Why I don’t accept all referrals for capacity assessments
A blog post on this topic was necessary because I routinely turn down requests for capacity assessments of young people with learning disabilities and mental health problems. Requests are received from both solicitors and members of the public. The reason I refuse the referrals is because my clinical speciality is geriatric medicine, also referred to as ‘care of the elderly’ or medicine of older people. Typically, patients in this category are over 65 but there is some flexibility if a person under this age has dementia, Parkinson’s or any other cause of frailty.
A doctor of older people treats any medical condition that brings older people to hospital, e.g. falls, infections, delirium. Many such patients have dementia. Mental capacity assessments of older people are routinely carried out by doctors for a number of decisions related to their medical treatment or potential deprivation of liberty.
Even though I also practise general internal medicine - meaning that I treat hospital patients younger than 65 - this demographic rarely needs capacity assessments.

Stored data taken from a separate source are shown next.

//! Lifecycle orchestrator: wires the component graph and owns start/stop

use std::collections::HashMap;
use std::net::SocketAddr;
use std::sync::Arc;
use std::time::Duration;

use govern_api::{create_router, AppState, MetricsHandle};
use govern_core::{
    EventQueue, EventQueueConfig, EventWorker, HealthCheckScheduler, HealthChecker, ManagerConfig,
    Notifier, ReconcileScheduler, Registry,
};
use govern_core::store::DualStore;
use govern_db::{DatabaseStore, ServiceInfo};
use parking_lot::Mutex;
use tokio::net::TcpListener;
use tokio::task::JoinHandle;
use tokio::time::timeout;
use tokio_util::sync::CancellationToken;
use tower_http::trace::TraceLayer;
use tracing::{error, info, warn};

struct RunningTasks {
    queue: JoinHandle<()>,
    health_scheduler: JoinHandle<()>,
    reconcile_scheduler: JoinHandle<()>,
    http: JoinHandle<()>,
}

/// Wires the component graph and owns its lifecycle.
///
/// `start` launches the queue consumer, both schedulers, and the HTTP
/// front end; `stop` tears them down in an order that guarantees no event
/// is enqueued after it returns.
pub struct Manager {
    config: ManagerConfig,
    store: Arc<DualStore>,
    registry: Arc<Registry>,
    queue: Arc<EventQueue>,
    health_check_scheduler: Arc<HealthCheckScheduler>,
    reconcile_scheduler: Arc<ReconcileScheduler>,
    metrics_handle: Option<Arc<MetricsHandle>>,
    http_shutdown: CancellationToken,
    tasks: Mutex<Option<RunningTasks>>,
    local_addr: Mutex<Option<SocketAddr>>,
}

impl Manager {
    /// Cache-only manager (no database persistence)
    pub fn new(config: ManagerConfig) -> Self {
        Self::with_database(config, None)
    }

    /// Manager with an optional persistent mirror. The cache always serves
    /// runtime reads; the database is written through and re-read during
    /// reconcile.
    pub fn with_database(config: ManagerConfig, database: Option<Arc<dyn DatabaseStore>>) -> Self {
        let store = Arc::new(DualStore::new(database, config.database_op_timeout));
        let registry = Arc::new(Registry::new(store.clone()));
        let queue = Arc::new(EventQueue::new(EventQueueConfig {
            buffer_size: config.event_queue_size,
        }));

        let notifier = Arc::new(Notifier::new(config.notification_timeout));
        let health_checker = Arc::new(HealthChecker::new(
            config.health_check_timeout,
            config.health_check_retry,
        ));

        let worker = Arc::new(EventWorker::new(
            registry.clone(),
            notifier,
            health_checker,
            store.clone(),
        ));
        worker.register_handlers(&queue);

        let health_check_scheduler = Arc::new(HealthCheckScheduler::new(
            registry.clone(),
            queue.clone(),
            config.health_check_interval,
        ));
        let reconcile_scheduler = Arc::new(ReconcileScheduler::new(
            queue.clone(),
            config.notification_interval,
        ));

        Self {
            config,
            store,
            registry,
            queue,
            health_check_scheduler,
            reconcile_scheduler,
            metrics_handle: None,
            http_shutdown: CancellationToken::new(),
            tasks: Mutex::new(None),
            local_addr: Mutex::new(None),
        }
    }

    /// Expose a Prometheus handle at GET /metrics
    pub fn with_metrics_handle(mut self, handle: Arc<MetricsHandle>) -> Self {
        self.metrics_handle = Some(handle);
        self
    }

    /// Launch the event pipeline, schedulers, and HTTP front end.
    ///
    /// The only fatal error is failing to bind the listening port; it is
    /// returned to the caller.
    pub async fn start(&self) -> std::io::Result<()> {
        info!("Starting governance manager");

        let addr = SocketAddr::from(([0, 0, 0, 0], self.config.server_port));
        let listener = TcpListener::bind(addr).await?;
        let local_addr = listener.local_addr()?;
        *self.local_addr.lock() = Some(local_addr);

        let queue_task = {
            let queue = self.queue.clone();
            tokio::spawn(async move {
                if let Err(e) = queue.run().await {
                    error!("Event queue error: {}", e);
                }
            })
        };

        let health_scheduler_task = {
            let scheduler = self.health_check_scheduler.clone();
            tokio::spawn(async move { scheduler.run().await })
        };
        let reconcile_scheduler_task = {
            let scheduler = self.reconcile_scheduler.clone();
            tokio::spawn(async move { scheduler.run().await })
        };

        let state = AppState::new(
            self.registry.clone(),
            self.queue.clone(),
            self.config.enqueue_timeout,
        );
        let router =
            create_router(state, self.metrics_handle.clone()).layer(TraceLayer::new_for_http());
        let shutdown = self.http_shutdown.clone();
        let http_task = tokio::spawn(async move {
            let serve = axum::serve(listener, router)
                .with_graceful_shutdown(async move { shutdown.cancelled().await });
            if let Err(e) = serve.await {
                error!("HTTP server error: {}", e);
            }
        });

        *self.tasks.lock() = Some(RunningTasks {
            queue: queue_task,
            health_scheduler: health_scheduler_task,
            reconcile_scheduler: reconcile_scheduler_task,
            http: http_task,
        });

        info!(
            "Governance manager started on {} (health check every {:?}, reconcile every {:?})",
            local_addr, self.config.health_check_interval, self.config.notification_interval
        );
        Ok(())
    }

    /// Graceful shutdown: schedulers first (no new periodic events), then
    /// the HTTP server under a bounded grace deadline, then the queue (the
    /// in-flight handler finishes), then the store.
    pub async fn stop(&self) {
        let Some(tasks) = self.tasks.lock().take() else {
            return;
        };
        info!("Stopping governance manager");

        self.health_check_scheduler.stop();
        self.reconcile_scheduler.stop();
        let _ = tasks.health_scheduler.await;
        let _ = tasks.reconcile_scheduler.await;

        self.http_shutdown.cancel();
        if timeout(Duration::from_secs(10), tasks.http).await.is_err() {
            warn!("HTTP server did not shut down within the grace period");
        }

        self.queue.stop();
        let _ = tasks.queue.await;

        self.store.close().await;
        info!("Governance manager stopped");
    }

    pub fn config(&self) -> &ManagerConfig {
        &self.config
    }

    pub fn registry(&self) -> &Arc<Registry> {
        &self.registry
    }

    /// Address the HTTP front end is bound to, once started
    pub fn local_addr(&self) -> Option<SocketAddr> {
        *self.local_addr.lock()
    }

    /// All pods of a service group
    pub fn service_pods(&self, service_name: &str) -> Vec<ServiceInfo> {
        self.registry.get_by_service_name(service_name)
    }

    /// All registered pods grouped by service name
    pub fn all_service_pods(&self) -> HashMap<String, Vec<ServiceInfo>> {
        let mut result: HashMap<String, Vec<ServiceInfo>> = HashMap::new();
        for service in self.registry.get_all_services() {
            result
                .entry(service.service_name.clone())
                .or_default()
                .push(service);
        }
        result
    }
}
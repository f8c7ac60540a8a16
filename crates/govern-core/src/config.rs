//! Runtime configuration for the governance manager

use std::time::Duration;

/// Tunables for the manager and every component it wires together
#[derive(Debug, Clone)]
pub struct ManagerConfig {
    /// Port the HTTP front end listens on
    pub server_port: u16,
    /// How often the health-check scheduler probes all registered pods
    pub health_check_interval: Duration,
    /// Per-attempt timeout of a single health probe
    pub health_check_timeout: Duration,
    /// Retries after the first failed probe attempt
    pub health_check_retry: u32,
    /// How often the reconcile scheduler broadcasts the full state
    pub notification_interval: Duration,
    /// Per-request timeout of an outbound subscriber notification
    pub notification_timeout: Duration,
    /// Capacity of the event queue buffer
    pub event_queue_size: usize,
    /// Deadline the HTTP layer is willing to wait for a free queue slot
    pub enqueue_timeout: Duration,
    /// Deadline for a single database mirror operation
    pub database_op_timeout: Duration,
}

impl Default for ManagerConfig {
    fn default() -> Self {
        Self {
            server_port: 8080,
            health_check_interval: Duration::from_secs(30),
            health_check_timeout: Duration::from_secs(5),
            health_check_retry: 3,
            notification_interval: Duration::from_secs(60),
            notification_timeout: Duration::from_secs(5),
            event_queue_size: 1000,
            enqueue_timeout: Duration::from_secs(5),
            database_op_timeout: Duration::from_secs(5),
        }
    }
}

#[cfg(test)]
mod tests {
    use super::*;

    #[test]
    fn test_default_config() {
        let config = ManagerConfig::default();
        assert_eq!(config.server_port, 8080);
        assert_eq!(config.health_check_interval, Duration::from_secs(30));
        assert_eq!(config.health_check_timeout, Duration::from_secs(5));
        assert_eq!(config.health_check_retry, 3);
        assert_eq!(config.notification_interval, Duration::from_secs(60));
        assert_eq!(config.notification_timeout, Duration::from_secs(5));
        assert_eq!(config.event_queue_size, 1000);
    }
}
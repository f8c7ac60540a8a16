//! Bounded FIFO event queue with a single sequential consumer

use std::collections::HashMap;
use std::sync::Arc;
use std::time::Duration;

use async_trait::async_trait;
use parking_lot::{Mutex, RwLock};
use tokio::sync::mpsc;
use tokio::sync::mpsc::error::SendTimeoutError;
use tokio_util::sync::CancellationToken;
use tracing::{debug, info, warn};

use crate::error::CoreError;
use crate::events::Event;

/// Processes one kind of event. Handlers run on the single consumer, so at
/// most one `handle` is in flight at any time across all kinds.
#[async_trait]
pub trait EventHandler: Send + Sync {
    async fn handle(&self, event: Event) -> Result<(), CoreError>;
}

#[derive(Debug, Clone)]
pub struct EventQueueConfig {
    /// Capacity of the buffer between producers and the consumer
    pub buffer_size: usize,
}

impl Default for EventQueueConfig {
    fn default() -> Self {
        Self { buffer_size: 1000 }
    }
}

/// Bounded FIFO dispatch pipeline.
///
/// Producers enqueue from any task; `run` consumes events strictly in
/// enqueue order and awaits each handler to completion before taking the
/// next event. A full buffer exerts backpressure on producers.
pub struct EventQueue {
    tx: mpsc::Sender<Event>,
    rx: Mutex<Option<mpsc::Receiver<Event>>>,
    handlers: RwLock<HashMap<&'static str, Arc<dyn EventHandler>>>,
    shutdown: CancellationToken,
}

impl EventQueue {
    pub fn new(config: EventQueueConfig) -> Self {
        let (tx, rx) = mpsc::channel(config.buffer_size.max(1));
        Self {
            tx,
            rx: Mutex::new(Some(rx)),
            handlers: RwLock::new(HashMap::new()),
            shutdown: CancellationToken::new(),
        }
    }

    /// Register the handler for an event kind, replacing any previous one
    pub fn register_handler(&self, kind: &'static str, handler: Arc<dyn EventHandler>) {
        self.handlers.write().insert(kind, handler);
    }

    /// Enqueue an event, waiting for a free slot if the buffer is full
    pub async fn enqueue(&self, event: Event) -> Result<(), CoreError> {
        if self.shutdown.is_cancelled() {
            return Err(CoreError::QueueClosed);
        }
        self.tx.send(event).await.map_err(|_| CoreError::QueueClosed)
    }

    /// Enqueue an event, giving up with `Overloaded` once the deadline
    /// elapses without a free slot
    pub async fn enqueue_timeout(&self, event: Event, deadline: Duration) -> Result<(), CoreError> {
        if self.shutdown.is_cancelled() {
            return Err(CoreError::QueueClosed);
        }
        match self.tx.send_timeout(event, deadline).await {
            Ok(()) => Ok(()),
            Err(SendTimeoutError::Timeout(_)) => Err(CoreError::Overloaded),
            Err(SendTimeoutError::Closed(_)) => Err(CoreError::QueueClosed),
        }
    }

    /// Number of events currently buffered
    pub fn len(&self) -> usize {
        self.tx.max_capacity() - self.tx.capacity()
    }

    pub fn is_empty(&self) -> bool {
        self.len() == 0
    }

    /// Consume events until `stop` is called. Dequeues one event at a time
    /// and awaits its handler; the current handler always finishes before
    /// the loop observes the stop signal.
    pub async fn run(&self) -> Result<(), CoreError> {
        let Some(mut rx) = self.rx.lock().take() else {
            return Err(CoreError::Validation(
                "event queue consumer already started".to_string(),
            ));
        };

        info!("Event queue consumer started");
        loop {
            tokio::select! {
                biased;
                _ = self.shutdown.cancelled() => break,
                maybe_event = rx.recv() => {
                    match maybe_event {
                        Some(event) => self.dispatch(event).await,
                        None => break,
                    }
                }
            }
        }
        info!("Event queue consumer stopped");
        Ok(())
    }

    async fn dispatch(&self, event: Event) {
        let kind = event.kind();
        let handler = self.handlers.read().get(kind).cloned();
        match handler {
            Some(handler) => {
                metrics::counter!("govern_events_processed_total", "kind" => kind).increment(1);
                if let Err(e) = handler.handle(event).await {
                    warn!("Event handler failed ({}): {}", kind, e);
                }
            }
            None => debug!("No handler registered for event kind: {}", kind),
        }
    }

    /// Stop accepting work. The consumer exits after the in-flight handler
    /// (if any) completes; buffered events are dropped.
    pub fn stop(&self) {
        self.shutdown.cancel();
    }
}

#[cfg(test)]
mod tests {
    use super::*;
    use tokio::time::{sleep, timeout, Duration};

    struct Recording {
        seen: Mutex<Vec<String>>,
        fail: bool,
    }

    #[async_trait]
    impl EventHandler for Recording {
        async fn handle(&self, event: Event) -> Result<(), CoreError> {
            let label = match &event {
                Event::HealthCheck { service_key } => service_key.clone(),
                other => other.kind().to_string(),
            };
            self.seen.lock().push(label);
            if self.fail {
                Err(CoreError::NotFound("injected".to_string()))
            } else {
                Ok(())
            }
        }
    }

    async fn wait_for<F: Fn() -> bool>(cond: F) {
        timeout(Duration::from_secs(5), async {
            while !cond() {
                sleep(Duration::from_millis(5)).await;
            }
        })
        .await
        .expect("condition not reached in time");
    }

    #[tokio::test]
    async fn test_events_processed_in_enqueue_order() {
        let queue = Arc::new(EventQueue::new(EventQueueConfig { buffer_size: 16 }));
        let handler = Arc::new(Recording {
            seen: Mutex::new(Vec::new()),
            fail: false,
        });
        queue.register_handler(crate::events::kinds::HEALTH_CHECK, handler.clone());

        for i in 0..5 {
            queue
                .enqueue(Event::HealthCheck {
                    service_key: format!("svc:pod-{}", i),
                })
                .await
                .unwrap();
        }

        let consumer = {
            let queue = queue.clone();
            tokio::spawn(async move { queue.run().await })
        };

        wait_for(|| handler.seen.lock().len() == 5).await;
        assert_eq!(
            *handler.seen.lock(),
            (0..5).map(|i| format!("svc:pod-{}", i)).collect::<Vec<_>>()
        );

        queue.stop();
        consumer.await.unwrap().unwrap();
    }

    #[tokio::test]
    async fn test_unknown_kind_is_skipped() {
        let queue = Arc::new(EventQueue::new(EventQueueConfig { buffer_size: 16 }));
        let handler = Arc::new(Recording {
            seen: Mutex::new(Vec::new()),
            fail: false,
        });
        // Only reconcile has a handler
        queue.register_handler(crate::events::kinds::RECONCILE, handler.clone());

        queue
            .enqueue(Event::HealthCheck {
                service_key: "svc:pod-1".to_string(),
            })
            .await
            .unwrap();
        queue.enqueue(Event::Reconcile).await.unwrap();

        let consumer = {
            let queue = queue.clone();
            tokio::spawn(async move { queue.run().await })
        };

        wait_for(|| handler.seen.lock().len() == 1).await;
        assert_eq!(*handler.seen.lock(), vec!["reconcile".to_string()]);

        queue.stop();
        consumer.await.unwrap().unwrap();
    }

    #[tokio::test]
    async fn test_handler_error_does_not_halt_consumer() {
        let queue = Arc::new(EventQueue::new(EventQueueConfig { buffer_size: 16 }));
        let handler = Arc::new(Recording {
            seen: Mutex::new(Vec::new()),
            fail: true,
        });
        queue.register_handler(crate::events::kinds::HEALTH_CHECK, handler.clone());

        for i in 0..3 {
            queue
                .enqueue(Event::HealthCheck {
                    service_key: format!("svc:pod-{}", i),
                })
                .await
                .unwrap();
        }

        let consumer = {
            let queue = queue.clone();
            tokio::spawn(async move { queue.run().await })
        };

        wait_for(|| handler.seen.lock().len() == 3).await;

        queue.stop();
        consumer.await.unwrap().unwrap();
    }

    #[tokio::test]
    async fn test_full_buffer_past_deadline_is_overloaded() {
        // Consumer never started: one slot, then backpressure
        let queue = EventQueue::new(EventQueueConfig { buffer_size: 1 });

        queue.enqueue(Event::Reconcile).await.unwrap();
        assert_eq!(queue.len(), 1);

        let err = queue
            .enqueue_timeout(Event::Reconcile, Duration::from_millis(20))
            .await
            .unwrap_err();
        assert!(matches!(err, CoreError::Overloaded));
    }

    #[tokio::test]
    async fn test_enqueue_after_stop_fails() {
        let queue = EventQueue::new(EventQueueConfig { buffer_size: 16 });
        queue.stop();

        let err = queue.enqueue(Event::Reconcile).await.unwrap_err();
        assert!(matches!(err, CoreError::QueueClosed));

        let err = queue
            .enqueue_timeout(Event::Reconcile, Duration::from_millis(20))
            .await
            .unwrap_err();
        assert!(matches!(err, CoreError::QueueClosed));
    }

    #[tokio::test]
    async fn test_run_twice_is_rejected() {
        let queue = Arc::new(EventQueue::new(EventQueueConfig { buffer_size: 1 }));
        let consumer = {
            let queue = queue.clone();
            tokio::spawn(async move { queue.run().await })
        };

        // Give the first consumer a chance to take the receiver
        sleep(Duration::from_millis(20)).await;
        assert!(queue.run().await.is_err());

        queue.stop();
        consumer.await.unwrap().unwrap();
    }
}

Doctors in the UK are regulated by the General Medical Council who make it very clear that we should be working within our competencies, in other words within our specialities. Additionally, there is a requirement that doctors be indemnified for every aspect of their practice. My indemnity provider (quite rightly) will not cover me for conducting capacity assessments of people with schizophrenia / bipolar disorder or learning disabilities, and a Court of Protection judge would most definitely question me (and likely admonish me) if I were to undertake such an assessment. This is because I do not treat these patients in my clinical capacity. My law degree does not give me the green light to carry out capacity assessments on everyone who may need one.
The assessment of mental capacity has to be tailored to the individual concerned; it is not a tick box exercise with a ‘one size fits all’ approach. Being familiar with the conditions of clients requiring these assessments is absolutely essential, including knowledge of their medications (if applicable). It is unethical to not comply with this.
Sometimes, patients with learning disabilities and mental health conditions come under my care in hospital, but they do so for medical issues such as infections and heart failure which I treat. If I am concerned about the mental health of a patient admitted under my care, I refer them to the psychiatrist.